Task requirements: Go through the data below and return each line where the string "impl" appears.

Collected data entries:
☆ ☆ ☆ ☆
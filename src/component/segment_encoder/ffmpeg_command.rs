use std::path::{Path, PathBuf};
use std::process::Command;

pub const SEGMENT_FILE_PREFIX: &str = "segment";
pub const SEGMENT_FILE_EXTENSION: &str = "mp4";

/// 第 `index` 段（從 1 起算）的輸出檔名
#[must_use]
pub fn segment_file_name(index: usize) -> String {
    format!("{SEGMENT_FILE_PREFIX}{index}.{SEGMENT_FILE_EXTENSION}")
}

/// 擷取並重新編碼一個區段的 ffmpeg 命令
#[derive(Debug, Clone, PartialEq)]
pub struct SegmentCommand {
    index: usize,
    source_path: PathBuf,
    destination_path: PathBuf,
    start: f64,
    end: f64,
}

impl SegmentCommand {
    #[must_use]
    pub fn new(source_path: &Path, output_dir: &Path, index: usize, start: f64, end: f64) -> Self {
        Self {
            index,
            source_path: source_path.to_path_buf(),
            destination_path: output_dir.join(segment_file_name(index)),
            start,
            end,
        }
    }

    #[must_use]
    pub const fn index(&self) -> usize {
        self.index
    }

    #[must_use]
    pub fn source_path(&self) -> &Path {
        &self.source_path
    }

    #[must_use]
    pub fn destination_path(&self) -> &Path {
        &self.destination_path
    }

    #[must_use]
    pub fn duration(&self) -> f64 {
        self.end - self.start
    }

    /// 固定的編碼設定：x264 CRF 23、AAC 64k，每段從關鍵影格開始
    #[must_use]
    pub fn build_command(&self, program: &Path) -> Command {
        let mut cmd = Command::new(program);

        cmd.args([
            "-hide_banner",
            "-nostdin",
            "-loglevel", "error",
            "-stats",
            "-y",
            "-ss", &format!("{:.2}", self.start),
            "-to", &format!("{:.2}", self.end),
            "-i",
        ]);
        cmd.arg(&self.source_path);
        cmd.args([
            "-c:v", "libx264",
            "-crf", "23",
            "-preset", "medium",
            "-tune", "stillimage",
            "-c:a", "aac",
            "-b:a", "64k",
            "-movflags", "+faststart",
        ]);
        cmd.arg(&self.destination_path);

        cmd
    }
}
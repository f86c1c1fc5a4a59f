use super::ffmpeg_command::SegmentCommand;
use crate::error::{PipelineError, Result};
use crate::tools::{CommandTracer, CrLfLines, LineTail, STDERR_TAIL_LINES, describe_command};
use regex::Regex;
use std::path::PathBuf;
use std::process::{Child, ChildStderr, Stdio};
use std::sync::LazyLock;
use std::sync::atomic::{AtomicBool, Ordering};

/// 編碼進度（已輸出的影片秒數）
#[derive(Debug, Clone, Copy, PartialEq)]
pub struct EncodeProgress {
    pub seconds: f64,
}

pub type ProgressStream<'a> = Box<dyn Iterator<Item = Result<EncodeProgress>> + Send + 'a>;

/// 將一個區段重新編碼的外部工具
pub trait Transcoder: Send + Sync {
    /// 開始編碼；串流走完且沒有錯誤才代表輸出檔完成
    fn transcode<'a>(
        &'a self,
        command: &'a SegmentCommand,
        cancel: &'a AtomicBool,
    ) -> Result<ProgressStream<'a>>;
}

static REGEX_TIME: LazyLock<Regex> = LazyLock::new(|| {
    Regex::new(r"time=\s*(\d+):(\d{2}):(\d{2}(?:\.\d+)?)").expect("Invalid regex")
});

/// 從 ffmpeg `-stats` 行取出 `time=HH:MM:SS.cc`
#[must_use]
pub fn parse_progress_time(line: &str) -> Option<f64> {
    let caps = REGEX_TIME.captures(line)?;
    let hours: f64 = caps.get(1)?.as_str().parse().ok()?;
    let minutes: f64 = caps.get(2)?.as_str().parse().ok()?;
    let seconds: f64 = caps.get(3)?.as_str().parse().ok()?;
    Some(hours * 3600.0 + minutes * 60.0 + seconds)
}

#[derive(Debug, Clone)]
pub struct FfmpegTranscoder {
    program: PathBuf,
    tracer: CommandTracer,
}

impl FfmpegTranscoder {
    #[must_use]
    pub fn new(program: impl Into<PathBuf>, tracer: CommandTracer) -> Self {
        Self {
            program: program.into(),
            tracer,
        }
    }
}

impl Transcoder for FfmpegTranscoder {
    fn transcode<'a>(
        &'a self,
        command: &'a SegmentCommand,
        cancel: &'a AtomicBool,
    ) -> Result<ProgressStream<'a>> {
        let mut cmd = command.build_command(&self.program);
        cmd.stdin(Stdio::null())
            .stdout(Stdio::null())
            .stderr(Stdio::piped());
        let description = describe_command(&cmd);
        self.tracer.trace(&cmd);

        let mut child = cmd.spawn().map_err(|e| PipelineError::EncodeProcessFailed {
            command: description.clone(),
            message: format!("無法啟動 ffmpeg: {e}"),
        })?;
        let Some(stderr) = child.stderr.take() else {
            let _ = child.kill();
            let _ = child.wait();
            return Err(PipelineError::EncodeProcessFailed {
                command: description,
                message: "無法取得 ffmpeg 錯誤輸出".to_string(),
            });
        };

        Ok(Box::new(FfmpegProgress {
            child,
            lines: CrLfLines::new(stderr),
            tail: LineTail::new(STDERR_TAIL_LINES),
            command: description,
            cancel,
            done: false,
        }))
    }
}

/// `-stats` 進度與錯誤訊息都在 stderr，進度行以 `\r` 結尾
struct FfmpegProgress<'a> {
    child: Child,
    lines: CrLfLines<ChildStderr>,
    tail: LineTail,
    command: String,
    cancel: &'a AtomicBool,
    done: bool,
}

impl FfmpegProgress<'_> {
    fn abort(&mut self) {
        self.done = true;
        let _ = self.child.kill();
        let _ = self.child.wait();
    }

    fn failed(&self, message: String) -> PipelineError {
        PipelineError::EncodeProcessFailed {
            command: self.command.clone(),
            message,
        }
    }

    fn finish(&mut self) -> Option<Result<EncodeProgress>> {
        self.done = true;
        match self.child.wait() {
            Ok(status) if status.success() => None,
            Ok(status) => Some(Err(self.failed(format!(
                "結束狀態 {status}: {}",
                self.tail.joined()
            )))),
            Err(e) => Some(Err(self.failed(format!("無法等待 ffmpeg 結束: {e}")))),
        }
    }
}

impl Iterator for FfmpegProgress<'_> {
    type Item = Result<EncodeProgress>;

    fn next(&mut self) -> Option<Self::Item> {
        loop {
            if self.done {
                return None;
            }
            if self.cancel.load(Ordering::SeqCst) {
                self.abort();
                return Some(Err(PipelineError::Cancelled));
            }

            match self.lines.next() {
                Some(Ok(line)) => {
                    if let Some(seconds) = parse_progress_time(&line) {
                        return Some(Ok(EncodeProgress { seconds }));
                    }
                    self.tail.push(line);
                }
                Some(Err(e)) => {
                    self.abort();
                    return Some(Err(self.failed(format!("讀取輸出失敗: {e}"))));
                }
                None => return self.finish(),
            }
        }
    }
}

impl Drop for FfmpegProgress<'_> {
    fn drop(&mut self) {
        if !self.done {
            self.abort();
        }
    }
}

#[cfg(test)]
mod tests {
    use super::*;

    #[test]
    fn test_parse_progress_time() {
        let line = "frame=  812 fps=203 q=28.0 size=    1024KiB time=00:01:05.24 bitrate= 128.6kbits/s speed=16.3x";
        let seconds = parse_progress_time(line).unwrap();
        assert!((seconds - 65.24).abs() < 1e-9);
    }

    #[test]
    fn test_parse_progress_time_hours() {
        let seconds = parse_progress_time("size=N/A time=01:00:00.50 bitrate=N/A").unwrap();
        assert!((seconds - 3600.5).abs() < 1e-9);
    }

    #[test]
    fn test_parse_progress_time_ignores_other_lines() {
        assert_eq!(parse_progress_time("Error opening output file"), None);
        assert_eq!(parse_progress_time("time=N/A"), None);
    }

    #[test]
    fn test_transcode_missing_program() {
        let transcoder = FfmpegTranscoder::new("nonexistent_ffmpeg_xyz", CommandTracer::default());
        let command = SegmentCommand::new(
            std::path::Path::new("/nope.mp4"),
            std::path::Path::new("/tmp"),
            1,
            0.0,
            1.0,
        );
        let cancel = AtomicBool::new(false);
        assert!(matches!(
            transcoder.transcode(&command, &cancel),
            Err(PipelineError::EncodeProcessFailed { .. })
        ));
    }
}
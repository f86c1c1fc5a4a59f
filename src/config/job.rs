use crate::cli::Cli;
use crate::component::logo_region::LogoSpec;
use crate::config::types::{
    DEFAULT_SPLIT_AT, DEFAULT_STOP_AT, DEFAULT_TOC_SUFFIX, LectureJob, TOC_SUBDIRECTORY,
    UserSettings,
};
use crate::tools::{find_in_dirs, validate_file_exists};
use anyhow::{Context, Result, bail};
use log::debug;
use std::path::{Path, PathBuf};

impl LectureJob {
    /// 合併命令列與設定檔；命令列優先
    ///
    /// 標誌與目錄會在影片所在資料夾及其 `toc/` 子資料夾中尋找。
    /// 明確指定但找不到的檔案是錯誤；預設的標誌或目錄找不到則直接略過。
    pub fn from_cli(cli: &Cli, settings: &UserSettings) -> Result<Self> {
        validate_file_exists(&cli.input)?;

        let input_dir = match cli.input.parent() {
            Some(dir) if !dir.as_os_str().is_empty() => dir.to_path_buf(),
            _ => PathBuf::from("."),
        };
        let title = cli
            .input
            .file_stem()
            .map(|s| s.to_string_lossy().to_string())
            .unwrap_or_else(|| "lecture".to_string());
        let search_dirs = [input_dir.clone(), input_dir.join(TOC_SUBDIRECTORY)];

        let split = resolve_logo(
            cli.split_at.as_deref().or(settings.split_at.as_deref()),
            DEFAULT_SPLIT_AT,
            &search_dirs,
            "--split-at",
        )?;
        let stop = resolve_logo(
            cli.stop_at.as_deref().or(settings.stop_at.as_deref()),
            DEFAULT_STOP_AT,
            &search_dirs,
            "--stop-at",
        )?;

        let toc = match &cli.toc {
            Some(path) => Some(
                find_in_dirs(path, &search_dirs)
                    .with_context(|| format!("找不到目錄檔: {}", path.display()))?,
            ),
            None => find_in_dirs(
                Path::new(&format!("{title}{DEFAULT_TOC_SUFFIX}")),
                &search_dirs,
            ),
        };

        Ok(Self {
            output_dir: cli.out.clone().unwrap_or_else(|| input_dir.join(&title)),
            input: cli.input.clone(),
            title,
            split,
            stop,
            toc,
            css_href: cli.css_href.clone().or_else(|| settings.css_href.clone()),
            workers: cli.workers.or(settings.max_stop_workers),
            ffmpeg_path: settings.ffmpeg_path.clone(),
            ffprobe_path: settings.ffprobe_path.clone(),
            verbose: cli.verbose,
        })
    }
}

fn resolve_logo(
    explicit: Option<&str>,
    default: &str,
    search_dirs: &[PathBuf],
    option: &str,
) -> Result<Option<LogoSpec>> {
    let by_default = explicit.is_none();
    let text = explicit.unwrap_or(default);
    let mut spec: LogoSpec = text.parse().with_context(|| format!("{option} 設定錯誤"))?;

    match find_in_dirs(&spec.logo_path, search_dirs) {
        Some(found) => {
            spec.logo_path = found;
            Ok(Some(spec))
        }
        None if by_default => {
            debug!("未找到預設標誌 {}，略過 {option}", spec.logo_path.display());
            Ok(None)
        }
        None => bail!("{option}: 找不到標誌檔 {}", spec.logo_path.display()),
    }
}
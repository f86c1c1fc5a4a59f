use crate::config::types::{Config, UserSettings};
use anyhow::{Context, Result};
use std::fs;
use std::path::Path;

pub const SETTINGS_FILE_NAME: &str = "settings.json";

impl Config {
    /// 讀取目前目錄的 `settings.json`；不存在時使用預設值
    pub fn new() -> Result<Self> {
        Self::load(Path::new(SETTINGS_FILE_NAME), false)
    }

    /// `required` 為真時檔案不存在視為錯誤（使用者明確指定的設定檔）
    pub fn load(path: &Path, required: bool) -> Result<Self> {
        Ok(Self {
            settings: Self::load_settings(path, required)?,
        })
    }

    fn load_settings(path: &Path, required: bool) -> Result<UserSettings> {
        if !path.exists() && !required {
            return Ok(UserSettings::default());
        }

        let content = fs::read_to_string(path)
            .with_context(|| format!("無法讀取設定檔: {}", path.display()))?;

        serde_json::from_str(&content)
            .with_context(|| format!("無法解析設定檔: {}", path.display()))
    }
}
use anyhow::{Context, Result};
use log::warn;
use std::fs;
use std::path::Path;

/// 標題加上每個區段一段說明
#[derive(Debug, Clone, PartialEq, Eq)]
pub struct TableOfContents {
    pub title: String,
    pub blurbs: Vec<String>,
}

impl TableOfContents {
    /// 沒有目錄檔時：以影片名稱為標題，說明為 `part <i>`
    #[must_use]
    pub fn fallback(title: &str, segment_count: usize) -> Self {
        Self {
            title: title.to_string(),
            blurbs: (1..=segment_count).map(|i| format!("part {i}")).collect(),
        }
    }

    /// 解析目錄文字：以空白行分段，第一段為標題，其餘依序對應區段
    ///
    /// 說明不足時補空字串並記錄警告，過多時捨棄多餘的部分。
    #[must_use]
    pub fn parse(text: &str, segment_count: usize) -> Self {
        let text = text.replace("\r\n", "\n");
        let mut paragraphs = text.split("\n\n").map(|p| p.trim().to_string());
        let title = paragraphs.next().unwrap_or_default();
        let mut blurbs: Vec<String> = paragraphs.collect();
        // 檔尾多餘的空行不算一段
        while blurbs.last().is_some_and(String::is_empty) {
            blurbs.pop();
        }

        if blurbs.len() < segment_count {
            warn!(
                "目錄只有 {} 段說明，但影片有 {segment_count} 個區段，其餘留白",
                blurbs.len()
            );
            blurbs.resize(segment_count, String::new());
        } else if blurbs.len() > segment_count {
            warn!(
                "目錄有 {} 段說明，多於 {segment_count} 個區段，多餘的部分不會顯示",
                blurbs.len()
            );
            blurbs.truncate(segment_count);
        }

        Self { title, blurbs }
    }
}

/// 讀取目錄檔
pub fn read_toc(path: &Path, segment_count: usize) -> Result<TableOfContents> {
    let text = fs::read_to_string(path)
        .with_context(|| format!("無法讀取目錄檔: {}", path.display()))?;
    Ok(TableOfContents::parse(&text, segment_count))
}
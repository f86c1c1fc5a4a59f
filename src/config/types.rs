use crate::component::logo_region::LogoSpec;
use serde::{Deserialize, Serialize};
use std::path::PathBuf;

/// 未指定時尋找的切割標誌
pub const DEFAULT_SPLIT_AT: &str = "ll:splitlogo.png";
/// 未指定時尋找的暫停標誌
pub const DEFAULT_STOP_AT: &str = "ll:stoplogo.png";
/// 目錄檔名稱為 `<影片名稱><DEFAULT_TOC_SUFFIX>`
pub const DEFAULT_TOC_SUFFIX: &str = "-toc.txt";
/// 標誌與目錄除了影片所在資料夾外，也會在這個子資料夾中尋找
pub const TOC_SUBDIRECTORY: &str = "toc";

/// `settings.json` 的內容，所有欄位都可省略
#[derive(Debug, Clone, PartialEq, Eq, Serialize, Deserialize)]
#[serde(default)]
pub struct UserSettings {
    pub ffmpeg_path: PathBuf,
    pub ffprobe_path: PathBuf,
    pub split_at: Option<String>,
    pub stop_at: Option<String>,
    pub css_href: Option<String>,
    pub max_stop_workers: Option<usize>,
}

impl Default for UserSettings {
    fn default() -> Self {
        Self {
            ffmpeg_path: PathBuf::from("ffmpeg"),
            ffprobe_path: PathBuf::from("ffprobe"),
            split_at: None,
            stop_at: None,
            css_href: None,
            max_stop_workers: None,
        }
    }
}

#[derive(Debug, Clone, Default)]
pub struct Config {
    pub settings: UserSettings,
}

/// 一次執行所需的全部參數（命令列與設定檔合併後的結果）
#[derive(Debug, Clone, PartialEq)]
pub struct LectureJob {
    pub input: PathBuf,
    pub output_dir: PathBuf,
    /// 影片名稱，沒有目錄檔時作為標題
    pub title: String,
    /// 標誌路徑已換成實際找到的檔案
    pub split: Option<LogoSpec>,
    pub stop: Option<LogoSpec>,
    pub toc: Option<PathBuf>,
    pub css_href: Option<String>,
    pub workers: Option<usize>,
    pub ffmpeg_path: PathBuf,
    pub ffprobe_path: PathBuf,
    pub verbose: bool,
}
☆ ☆ ☆ ☆
Response area:
impl SegmentCommand {
impl FfmpegTranscoder {
    pub fn new(program: impl Into<PathBuf>, tracer: CommandTracer) -> Self {
impl Transcoder for FfmpegTranscoder {
impl FfmpegProgress<'_> {
impl Iterator for FfmpegProgress<'_> {
impl Drop for FfmpegProgress<'_> {
impl LectureJob {
impl Config {
impl TableOfContents {
impl Default for UserSettings {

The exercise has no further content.